Silo City, Grain Distribution, Buffalo, NY
Silo City, Grain Distribution, Buffalo, NY

 

My friend Seth Resnick has been posting images for the last month or so and instead of just saying what it is he shares the story behind it. I think this is a great idea and so from here on my images posted here will be a bit wordy with the story behind the photo. What I was thinking, why I saw the image this way and what I did in post processing to make the image what I wanted it to be.

I love abandoned places and rusty things and for many years I visited Silo City in Buffalo, New York to find a place that had both. My adventures here made me thrilled. My friend Mark Maio would arrange a yearly weekend shoot at this location. Silo City was a network of giant grain silos that were an important stepping stone in the last century to move grain harvests from the west to places on the east.

As photographers, they granted us access to the entire complex. There we lots of stairs, conveyors, pipes and machines throughout the complex. It was a dangerous place, to say the least. Silo City, for the most part, has now been sold off and under commercial development. I consider myself fortunate to have visited this location as many times as I had.

Photographing abandoned things, places, cars and houses is a passion of mine. These places tell stories and it is part of my personal mission to tell those stories with my photography. I also like to try different things with my images and in a lot of cases as with this image use symmetry as part of the composition.

There were a lot of things happening in this picture and I wanted the viewer to explore the angles and dangles as well as try to understand what they were looking at. I used the receding lines of the columns and the “V” shape at the top of the columns to drive the viewers’ eye through the image. As you explore the image you see many diagonal that transport the eye through the photo as well. And, I loved the dangling light bulb.

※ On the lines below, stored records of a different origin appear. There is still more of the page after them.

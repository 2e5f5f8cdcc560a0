//! Detector result types.

use fraudnet_core::transaction::AccountId;
use serde::{Deserialize, Serialize};
use std::collections::BTreeSet;

/// Fan-in / fan-out smurfing result.
///
/// The two sets are independent: an account may be an aggregator, a
/// disperser, both, or neither.
#[derive(Debug, Clone, Default, PartialEq, Eq, Serialize, Deserialize)]
pub struct SmurfingResult {
    /// Aggregators: accounts receiving from many distinct senders.
    pub fan_in: BTreeSet<AccountId>,
    /// Dispersers: accounts sending to many distinct receivers.
    pub fan_out: BTreeSet<AccountId>,
}

impl SmurfingResult {
    /// Returns true if no account was flagged.
    #[must_use]
    pub fn is_empty(&self) -> bool {
        self.fan_in.is_empty() && self.fan_out.is_empty()
    }

    /// Returns true if the account is a fan-in aggregator.
    #[must_use]
    pub fn is_fan_in(&self, account: &str) -> bool {
        self.fan_in.contains(account)
    }

    /// Returns true if the account is a fan-out disperser.
    #[must_use]
    pub fn is_fan_out(&self, account: &str) -> bool {
        self.fan_out.contains(account)
    }
}

/// Which pass of a fan detector flagged an account.
#[derive(Debug, Clone, Copy, PartialEq, Eq)]
pub enum FanPass {
    /// Distinct counterparties over the whole batch.
    Global,
    /// Distinct counterparties inside a rolling time window.
    Temporal,
}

Many photographers may have contemplated this shot for a while. For me I am a fast contemplator. I moved around as well as up and down until I saw the scene balance itself out. I was already thinking as I shot the photo how I would post process it. It needed to be monochrome. In the end I added a slight tint of sepia to it to accent the abandoned feel to it.

In post processing, I also increased to contrast and stricture a bit to bring out the textures in the concrete and the rust in the metal conveyors.

I’ll share more from Silo City soon. I also did a shoot where I used a model to interact with the machines there. As far as the technical, this was shot with a Nikon D800 and a 24-70mm zoom at f/16 to keep depth of field.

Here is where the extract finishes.